Population (2024 census)
- • Total: 155,934
- • Density: 2,377/km^{2} (6,157/sq mi)
- • Households: 37,023

Economy
- • Income class: 1st municipal income class
- • Poverty incidence: 11.55% (2023)
- • Revenue: ₱ 689.3 million (2024)
- • Assets: ₱ 2,539 million (2024)
- • Expenditure: ₱ 528.7 million (2024)
- • Liabilities: ₱ 1,012 million (2024)

Service provider
- • Electricity: Visayan Electric Company (VECO)
- Time zone: UTC+8 (PST)
- ZIP code: 6046
- PSGC: 072232000
- IDD : area code: +63 (0)32
- Native language: Cebuano

= Minglanilla =

Municipality in Cebu, Philippines

Minglanilla, officially the Municipality of Minglanilla (Lungsod sa Minglanilla; Bayan ng Minglanilla), is a municipality in the province of Cebu, Philippines. According to the 2024 census, it has a population of 155,934 people.

It is known as the "Sugat Capital of the South" (where "Sugat" means "meeting" or "welcome" in Cebuano). A big event in Minglanilla is the Sugat, which attracts people from adjacent towns as well as from Cebu city and further afield.
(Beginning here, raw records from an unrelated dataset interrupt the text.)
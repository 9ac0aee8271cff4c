use crate::domain::{BoundingBox, LiveSet};

/// Characters used for live and dead cells
#[derive(Clone, Copy, Debug, PartialEq, Eq)]
pub struct Glyphs {
    pub alive: char,
    pub dead: char,
}

impl Default for Glyphs {
    fn default() -> Self {
        Self { alive: '\u{25A3}', dead: '\u{25A2}' }
    }
}

/// Text renderer for a single generation
#[derive(Clone, Copy, Debug, Default)]
pub struct Renderer {
    glyphs: Glyphs,
}

impl Renderer {
    pub const fn new(glyphs: Glyphs) -> Self {
        Self { glyphs }
    }

    /// Draw the bounding box of `cells`, top row first.
    /// Columns are separated by one space and every row ends with a newline.
    pub fn render(&self, cells: &LiveSet) -> String {
        let bounds = BoundingBox::of(cells);
        let mut out = String::new();

        for y in (bounds.bottom_left.y..=bounds.top_right.y).rev() {
            let row: Vec<String> = (bounds.bottom_left.x..=bounds.top_right.x)
                .map(|x| self.glyph(cells.contains((x, y).into())).to_string())
                .collect();
            out.push_str(&row.join(" "));
            out.push('\n');
        }
        out
    }

    /// Render every generation, each block followed by a blank line
    pub fn render_generations(&self, generations: &[LiveSet]) -> String {
        generations
            .iter()
            .map(|cells| self.render(cells) + "\n")
            .collect()
    }

    const fn glyph(&self, alive: bool) -> char {
        if alive { self.glyphs.alive } else { self.glyphs.dead }
    }
}

/// Render with the default glyphs
pub fn render(cells: &LiveSet) -> String {
    Renderer::default().render(cells)
}
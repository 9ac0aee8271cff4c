mod runner;

pub use runner::{RunConfig, RunError, RunSummary, Runner, SeedSource, SoupConfig};
//! Sparse Game of Life on the unbounded plane.
//!
//! Usage:
//!     sparse-life rpentomino 50
//!     sparse-life glider 30 --alive '#' --dead '.'
//!     sparse-life soup 100 --width 20 --height 10 --seed 42
//!     sparse-life --list

use std::io;
use std::process::ExitCode;

use clap::{CommandFactory, Parser};
use tracing_subscriber::EnvFilter;

use sparse_life::application::{RunError, SoupConfig};
use sparse_life::{Glyphs, PatternRegistry, RunConfig, Runner, SeedSource};

/// Pattern name that selects a random starting area
const SOUP: &str = "soup";

/// Run Conway's Game of Life from a named pattern and print each generation
#[derive(Parser, Debug)]
#[command(name = "sparse-life")]
#[command(version)]
#[command(about = "Conway's Game of Life on an unbounded grid", long_about = None)]
struct Cli {
    /// Starting pattern (see --list), or "soup" for a random area
    #[arg(required_unless_present = "list")]
    pattern: Option<String>,

    /// Number of generations to compute after the starting one
    #[arg(required_unless_present = "list", allow_negative_numbers = true)]
    iterations: Option<i64>,

    /// Glyph for live cells
    #[arg(long, default_value_t = Glyphs::default().alive)]
    alive: char,

    /// Glyph for dead cells
    #[arg(long, default_value_t = Glyphs::default().dead)]
    dead: char,

    /// Soup width in cells
    #[arg(long, default_value_t = SoupConfig::default().width)]
    width: u32,

    /// Soup height in cells
    #[arg(long, default_value_t = SoupConfig::default().height)]
    height: u32,

    /// Probability that a soup cell starts alive
    #[arg(long, default_value_t = SoupConfig::default().density)]
    density: f64,

    /// Soup random seed
    #[arg(long, default_value_t = SoupConfig::default().seed)]
    seed: u64,

    /// List available patterns and exit
    #[arg(long)]
    list: bool,
}

impl Cli {
    /// Translate parsed arguments into a run configuration
    fn run_config(&self) -> Option<RunConfig> {
        let pattern = self.pattern.as_deref()?;
        let iterations = self.iterations?;

        let source = if pattern == SOUP {
            SeedSource::Soup(SoupConfig {
                width: self.width,
                height: self.height,
                density: self.density,
                seed: self.seed,
            })
        } else {
            SeedSource::Named(pattern.to_owned())
        };

        Some(
            RunConfig::new(source, iterations)
                .with_glyphs(Glyphs { alive: self.alive, dead: self.dead }),
        )
    }
}

fn init_logging() {
    let filter = EnvFilter::try_from_default_env().unwrap_or_else(|_| EnvFilter::new("warn"));
    tracing_subscriber::fmt()
        .with_env_filter(filter)
        .with_writer(io::stderr)
        .init();
}

fn print_patterns(registry: &PatternRegistry) {
    println!("Available patterns:");
    for pattern in registry.iter() {
        println!("  {:<12} {}", pattern.name, pattern.description);
    }
    println!("  {:<12} {}", SOUP, "Random area (--width, --height, --density, --seed)");
}

fn usage_error(message: &str) -> ExitCode {
    eprintln!("error: {message}\n");
    eprintln!("{}", Cli::command().render_usage());
    ExitCode::from(2)
}

fn main() -> ExitCode {
    let cli = Cli::parse();
    init_logging();

    let registry = PatternRegistry::builtin();

    if cli.list {
        print_patterns(&registry);
        return ExitCode::SUCCESS;
    }

    let Some(config) = cli.run_config() else {
        return usage_error("a pattern and an iteration count are required");
    };

    let mut stdout = io::stdout().lock();
    match Runner::new(&registry, config).run(&mut stdout) {
        Ok(_) => ExitCode::SUCCESS,
        Err(err @ (RunError::Pattern(_) | RunError::Simulation(_))) => usage_error(&err.to_string()),
        Err(RunError::Io(err)) if err.kind() == io::ErrorKind::BrokenPipe => ExitCode::SUCCESS,
        Err(err) => {
            eprintln!("error: {err}");
            ExitCode::FAILURE
        }
    }
}

#[cfg(test)]
mod tests {
    use super::*;

    #[test]
    fn test_named_pattern() {
        let cli = Cli::try_parse_from(["sparse-life", "rpentomino", "50"]).unwrap();
        let config = cli.run_config().unwrap();
        assert_eq!(config, RunConfig::named("rpentomino", 50));
    }

    #[test]
    fn test_negative_iterations_parse() {
        let cli = Cli::try_parse_from(["sparse-life", "glider", "-3"]).unwrap();
        assert_eq!(cli.iterations, Some(-3));
    }

    #[test]
    fn test_non_integer_iterations_rejected() {
        assert!(Cli::try_parse_from(["sparse-life", "glider", "ten"]).is_err());
        assert!(Cli::try_parse_from(["sparse-life", "glider", "2.5"]).is_err());
    }

    #[test]
    fn test_missing_arguments_rejected() {
        assert!(Cli::try_parse_from(["sparse-life"]).is_err());
        assert!(Cli::try_parse_from(["sparse-life", "glider"]).is_err());
    }

    #[test]
    fn test_list_needs_no_positionals() {
        let cli = Cli::try_parse_from(["sparse-life", "--list"]).unwrap();
        assert!(cli.list);
        assert!(cli.run_config().is_none());
    }

    #[test]
    fn test_custom_glyphs() {
        let cli = Cli::try_parse_from(["sparse-life", "square", "2", "--alive", "#", "--dead", "."]).unwrap();
        assert_eq!(cli.run_config().unwrap().glyphs, Glyphs { alive: '#', dead: '.' });
    }

    #[test]
    fn test_soup_source() {
        let cli = Cli::try_parse_from([
            "sparse-life", "soup", "5", "--width", "8", "--height", "4", "--seed", "9",
        ])
        .unwrap();
        let SeedSource::Soup(soup) = cli.run_config().unwrap().source else {
            panic!("expected soup source");
        };
        assert_eq!((soup.width, soup.height, soup.seed), (8, 4, 9));
    }

    #[test]
    fn test_cli_definition_is_valid() {
        Cli::command().debug_assert();
    }
}
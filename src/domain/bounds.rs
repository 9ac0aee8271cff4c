use super::{Coord, LiveSet};

/// Smallest axis-aligned rectangle covering a generation.
/// X and Y extents are reduced independently, so the corners need not be live cells.
#[derive(Clone, Copy, PartialEq, Eq, Debug, Default)]
pub struct BoundingBox {
    pub bottom_left: Coord,
    pub top_right: Coord,
}

impl BoundingBox {
    /// Compute the box of a generation. An empty generation yields the
    /// degenerate box with both corners at the origin.
    pub fn of(cells: &LiveSet) -> Self {
        let mut iter = cells.iter();
        let Some(first) = iter.next() else {
            return Self::default();
        };

        iter.fold(Self { bottom_left: first, top_right: first }, |bounds, cell| Self {
            bottom_left: Coord::new(bounds.bottom_left.x.min(cell.x), bounds.bottom_left.y.min(cell.y)),
            top_right: Coord::new(bounds.top_right.x.max(cell.x), bounds.top_right.y.max(cell.y)),
        })
    }

    /// Grow the box by `margin` cells on every side, stopping at the edge of the i64 plane
    pub const fn expand(self, margin: i64) -> Self {
        Self {
            bottom_left: self.bottom_left.saturating_offset(-margin, -margin),
            top_right: self.top_right.saturating_offset(margin, margin),
        }
    }

    /// Number of columns covered (inclusive), saturating at `u64::MAX`
    pub const fn width(&self) -> u64 {
        self.top_right.x.abs_diff(self.bottom_left.x).saturating_add(1)
    }

    /// Number of rows covered (inclusive), saturating at `u64::MAX`
    pub const fn height(&self) -> u64 {
        self.top_right.y.abs_diff(self.bottom_left.y).saturating_add(1)
    }

    pub const fn area(&self) -> u64 {
        self.width().saturating_mul(self.height())
    }

    pub const fn contains(&self, cell: Coord) -> bool {
        cell.x >= self.bottom_left.x
            && cell.x <= self.top_right.x
            && cell.y >= self.bottom_left.y
            && cell.y <= self.top_right.y
    }

    /// Every coordinate inside the box, top row first, left to right
    pub fn cells(&self) -> impl Iterator<Item = Coord> + use<> {
        let Self { bottom_left, top_right } = *self;
        (bottom_left.y..=top_right.y)
            .rev()
            .flat_map(move |y| (bottom_left.x..=top_right.x).map(move |x| Coord::new(x, y)))
    }
}

/// Free-function form of [`BoundingBox::of`]
pub fn bounding_box(cells: &LiveSet) -> BoundingBox {
    BoundingBox::of(cells)
}
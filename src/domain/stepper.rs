use tracing::trace;

use super::{BoundingBox, LiveSet, rules::will_be_alive};

/// Pure functional evolution - returns the next generation.
///
/// Only cells inside the current bounding box grown by one cell on each
/// side can change state; anything further out has no live neighbors.
pub fn step(cells: &LiveSet) -> LiveSet {
    let search = BoundingBox::of(cells).expand(1);

    let next: LiveSet = search
        .cells()
        .filter(|&cell| will_be_alive(cell, cells))
        .collect();

    trace!(scanned = search.area(), population = next.len(), "stepped generation");
    next
}
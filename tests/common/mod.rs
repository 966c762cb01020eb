//! Shared helpers for integration tests.

#![allow(dead_code)]

use std::path::PathBuf;

use sibtree::domain::{Preorder, TreeNode};

pub fn fixture(name: &str) -> PathBuf {
    PathBuf::from(env!("CARGO_MANIFEST_DIR"))
        .join("tests/resources/trees")
        .join(name)
}

/// Writes `root` in the row format, numbering nodes in preorder.
///
/// Absent labels are written as `_`.
pub fn serialize(root: &TreeNode) -> String {
    let nodes: Vec<&TreeNode> = Preorder::new(Some(root)).collect();
    let index_of = |target: Option<&TreeNode>| -> i64 {
        target
            .and_then(|t| nodes.iter().position(|n| std::ptr::eq(*n, t)))
            .map_or(-1, |i| i as i64)
    };

    let mut out = format!("{}\n", nodes.len());
    for node in &nodes {
        out.push_str(&format!(
            "{} {} {}\n",
            node.label().unwrap_or("_"),
            index_of(node.first_child()),
            index_of(node.next_sibling()),
        ));
    }
    out
}

/// Degrees of all nodes in preorder.
pub fn degree_sequence(root: &TreeNode) -> Vec<usize> {
    Preorder::new(Some(root))
        .map(|n| sibtree::domain::degree(Some(n)))
        .collect()
}
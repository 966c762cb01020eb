//! Domain-level errors (no external dependencies)

use std::path::PathBuf;
use thiserror::Error;

/// Domain errors describe why a tree description could not be turned into a tree.
///
/// Every variant is a terminal failure of the whole load: nodes created before
/// the failure have already been released when the error reaches the caller.
#[derive(Error, Debug)]
pub enum DomainError {
    #[error("file not found: {0}")]
    FileNotFound(PathBuf),

    #[error("failed to read tree description: {0}")]
    Read(#[from] std::io::Error),

    #[error("tree description is empty: missing node count")]
    MissingCount,

    #[error("line {line}: invalid node count: {content:?}")]
    InvalidCount { line: usize, content: String },

    #[error("line {line}: node count must be positive, got {count}")]
    NonPositiveCount { line: usize, count: i64 },

    #[error("line {line}: expected `label child sibling`, got {content:?}")]
    MalformedRow { line: usize, content: String },

    #[error("line {line}: index {index} out of range for {count} nodes")]
    IndexOutOfRange { line: usize, index: i64, count: usize },

    #[error("truncated description: expected {expected} node rows, found {found}")]
    Truncated { expected: usize, found: usize },

    #[error("node {index} is referenced more than once")]
    SharedNode { index: usize },

    #[error("node {index} is not reachable from node 0")]
    UnreachableNode { index: usize },
}
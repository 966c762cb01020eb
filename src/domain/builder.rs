//! Tree builder: turns indexed node rows into a linked tree.
//!
//! The text format read by [`TreeBuilder::load_reader`] is
//!
//! ```text
//! N
//! label_0 child_0 sibling_0
//! ...
//! label_{N-1} child_{N-1} sibling_{N-1}
//! ```
//!
//! where every index is `-1` (absent) or a 0-based row number below `N`.
//! Row 0 is the root. Loading is all-or-nothing: on any failure every node
//! created so far is released before the error is returned.

use std::fs::File;
use std::io::{BufRead, BufReader};
use std::path::Path;

use tracing::{debug, instrument, trace};

use crate::domain::error::DomainError;
use crate::domain::node::{create_node, TreeNode};
use crate::util::path::ensure_file_exists;

/// Result type for tree operations.
pub type TreeResult<T> = Result<T, DomainError>;

/// Index value standing for "no node".
const ABSENT: i64 = -1;

#[derive(Debug)]
struct Row {
    node: TreeNode,
    child: Option<usize>,
    sibling: Option<usize>,
    /// Source line, 0 when the row was not read from text
    line: usize,
}

/// Collects detached nodes with index links and assembles them into a tree.
#[derive(Debug, Default)]
pub struct TreeBuilder {
    rows: Vec<Row>,
}

impl TreeBuilder {
    pub fn new() -> Self {
        Self::default()
    }

    pub fn len(&self) -> usize {
        self.rows.len()
    }

    pub fn is_empty(&self) -> bool {
        self.rows.is_empty()
    }

    /// Adds a node without links and returns its index.
    pub fn push_node(&mut self, node: TreeNode) -> usize {
        self.push_row(node, None, None, 0)
    }

    fn push_row(&mut self, node: TreeNode, child: Option<usize>, sibling: Option<usize>, line: usize) -> usize {
        self.rows.push(Row {
            node,
            child,
            sibling,
            line,
        });
        self.rows.len() - 1
    }

    /// Links `child` as the first child of `parent`. Unknown indices are ignored.
    pub fn set_first_child(&mut self, parent: usize, child: usize) {
        if let Some(row) = self.rows.get_mut(parent) {
            row.child = Some(child);
        }
    }

    /// Links `sibling` as the next sibling of `node`. Unknown indices are ignored.
    pub fn set_next_sibling(&mut self, node: usize, sibling: usize) {
        if let Some(row) = self.rows.get_mut(node) {
            row.sibling = Some(sibling);
        }
    }

    /// Links all rows and returns row 0 as the root, `None` when no rows exist.
    ///
    /// The index links must form a tree rooted at row 0: every other row is
    /// referenced exactly once, row 0 is never referenced. Shared, cyclic or
    /// detached rows cannot be expressed by owning relations and are rejected.
    #[instrument(level = "debug", skip(self), fields(rows = self.rows.len()))]
    pub fn build(self) -> TreeResult<Option<TreeNode>> {
        let count = self.rows.len();
        if count == 0 {
            return Ok(None);
        }

        let mut referenced = vec![false; count];
        for row in &self.rows {
            for target in [row.child, row.sibling].into_iter().flatten() {
                if target >= count {
                    return Err(DomainError::IndexOutOfRange {
                        line: row.line,
                        index: i64::try_from(target).unwrap_or(i64::MAX),
                        count,
                    });
                }
                if target == 0 || referenced[target] {
                    return Err(DomainError::SharedNode { index: target });
                }
                referenced[target] = true;
            }
        }

        // With at most one reference per row and none to the root, the walk
        // from row 0 cannot revisit a row.
        let mut order = Vec::with_capacity(count);
        let mut seen = vec![false; count];
        let mut stack = vec![0];
        while let Some(idx) = stack.pop() {
            seen[idx] = true;
            order.push(idx);
            let row = &self.rows[idx];
            stack.extend(row.sibling);
            stack.extend(row.child);
        }
        if let Some(index) = seen.iter().position(|&s| !s) {
            return Err(DomainError::UnreachableNode { index });
        }

        let (mut built, links): (Vec<Option<TreeNode>>, Vec<(Option<usize>, Option<usize>)>) = self
            .rows
            .into_iter()
            .map(|row| (Some(row.node), (row.child, row.sibling)))
            .unzip();

        // Reverse preorder: children and siblings are complete before their owner.
        for &idx in order.iter().rev() {
            let (child, sibling) = links[idx];
            let first_child = child.and_then(|c| built[c].take()).map(Box::new);
            let next_sibling = sibling.and_then(|s| built[s].take()).map(Box::new);
            if let Some(node) = built[idx].as_mut() {
                node.link(first_child, next_sibling);
            }
        }

        debug!(count, "linked tree");
        Ok(built[0].take())
    }

    /// Loads a tree description file.
    #[instrument(level = "debug")]
    pub fn load_file(path: &Path) -> TreeResult<TreeNode> {
        ensure_file_exists(path)?;
        let file = File::open(path)?;
        Self::load_reader(BufReader::new(file))
    }

    /// Loads a tree description held in memory.
    pub fn parse_str(text: &str) -> TreeResult<TreeNode> {
        Self::load_reader(text.as_bytes())
    }

    /// Loads a tree description from any buffered reader.
    ///
    /// Blank lines are skipped; lines after the `N`th node row are ignored.
    #[instrument(level = "debug", skip_all)]
    pub fn load_reader(reader: impl BufRead) -> TreeResult<TreeNode> {
        let mut lines = reader
            .lines()
            .enumerate()
            .map(|(i, line)| line.map(|text| (i + 1, text)))
            .filter(|entry| entry.as_ref().map_or(true, |(_, text)| !text.trim().is_empty()));

        let (line, text) = lines.next().ok_or(DomainError::MissingCount)??;
        let count = parse_count(line, &text)?;
        debug!(count, "reading node rows");

        // nodes created so far are released with the builder on early return
        let mut builder = TreeBuilder::new();
        builder.rows.reserve(count.min(4096));
        while builder.len() < count {
            let Some(entry) = lines.next() else {
                return Err(DomainError::Truncated {
                    expected: count,
                    found: builder.len(),
                });
            };
            let (line, text) = entry?;
            let (label, child, sibling) = parse_row(line, &text, count)?;
            trace!(line, label, ?child, ?sibling, "row");
            builder.push_row(create_node(Some(label)), child, sibling, line);
        }

        builder.build()?.ok_or(DomainError::MissingCount)
    }
}

fn parse_count(line: usize, text: &str) -> TreeResult<usize> {
    let value: i64 = text.trim().parse().map_err(|_| DomainError::InvalidCount {
        line,
        content: text.to_string(),
    })?;
    if value <= 0 {
        return Err(DomainError::NonPositiveCount { line, count: value });
    }
    usize::try_from(value).map_err(|_| DomainError::InvalidCount {
        line,
        content: text.to_string(),
    })
}

fn parse_row(line: usize, text: &str, count: usize) -> TreeResult<(&str, Option<usize>, Option<usize>)> {
    let malformed = || DomainError::MalformedRow {
        line,
        content: text.to_string(),
    };

    let tokens: Vec<&str> = text.split_whitespace().collect();
    let &[label, child, sibling] = tokens.as_slice() else {
        return Err(malformed());
    };
    let child: i64 = child.parse().map_err(|_| malformed())?;
    let sibling: i64 = sibling.parse().map_err(|_| malformed())?;

    Ok((
        label,
        resolve_index(line, child, count)?,
        resolve_index(line, sibling, count)?,
    ))
}

fn resolve_index(line: usize, index: i64, count: usize) -> TreeResult<Option<usize>> {
    if index == ABSENT {
        return Ok(None);
    }
    match usize::try_from(index) {
        Ok(idx) if idx < count => Ok(Some(idx)),
        _ => Err(DomainError::IndexOutOfRange { line, index, count }),
    }
}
On Black Saturday night, a public dance is held at the church plaza to witness the reenactment of the "meeting" of the risen Christ and his mother. Their images, borne on richly decorated carrozas, meet amidst joyous songs and the presence of child angels suspended by wires. The Kabanhawan (Cebuano for "Resurrection") festival is held annually on Easter Sunday.

==History==

Father Sanchez, Minglanilla's first parish priest, is credited as the founder of the town in 1858. The roads and bridges were built by the same Fr. Sanchez together with Fr. Magaz. There were a number of capitanes who headed the town during the Spanish era. The first capitan was Hilario Castañares. During the American regime the first was Canuto Larrobis. The first elected municipal mayor was Gregorio de la Calzada.

Buat was the former name of Minglanilla. It was the place where early settlers dried (buad/buat) their sea catches. But in 1858, it was renamed by Fr. Sanchez after a municipality called Minglanilla in Castilla–La Mancha, Spain.

The town suffered setbacks, among them during the Philippine Revolution of 1896-1898 when insurrectos burned down its municipal building and looted many houses. This event is remembered by a street named 18 de Julio (July 18). In 1942, its poblacion was razed to the ground by the Japanese in retaliation for the presence of the guerrillas in the town.

==Geography==
Minglanilla is located 15 km south of Cebu City. It is bordered to the north by Talisay City, to the west is Toledo City, to the east is the Cebu Strait, and to the south is Naga City. Its land area is 65.6 km2.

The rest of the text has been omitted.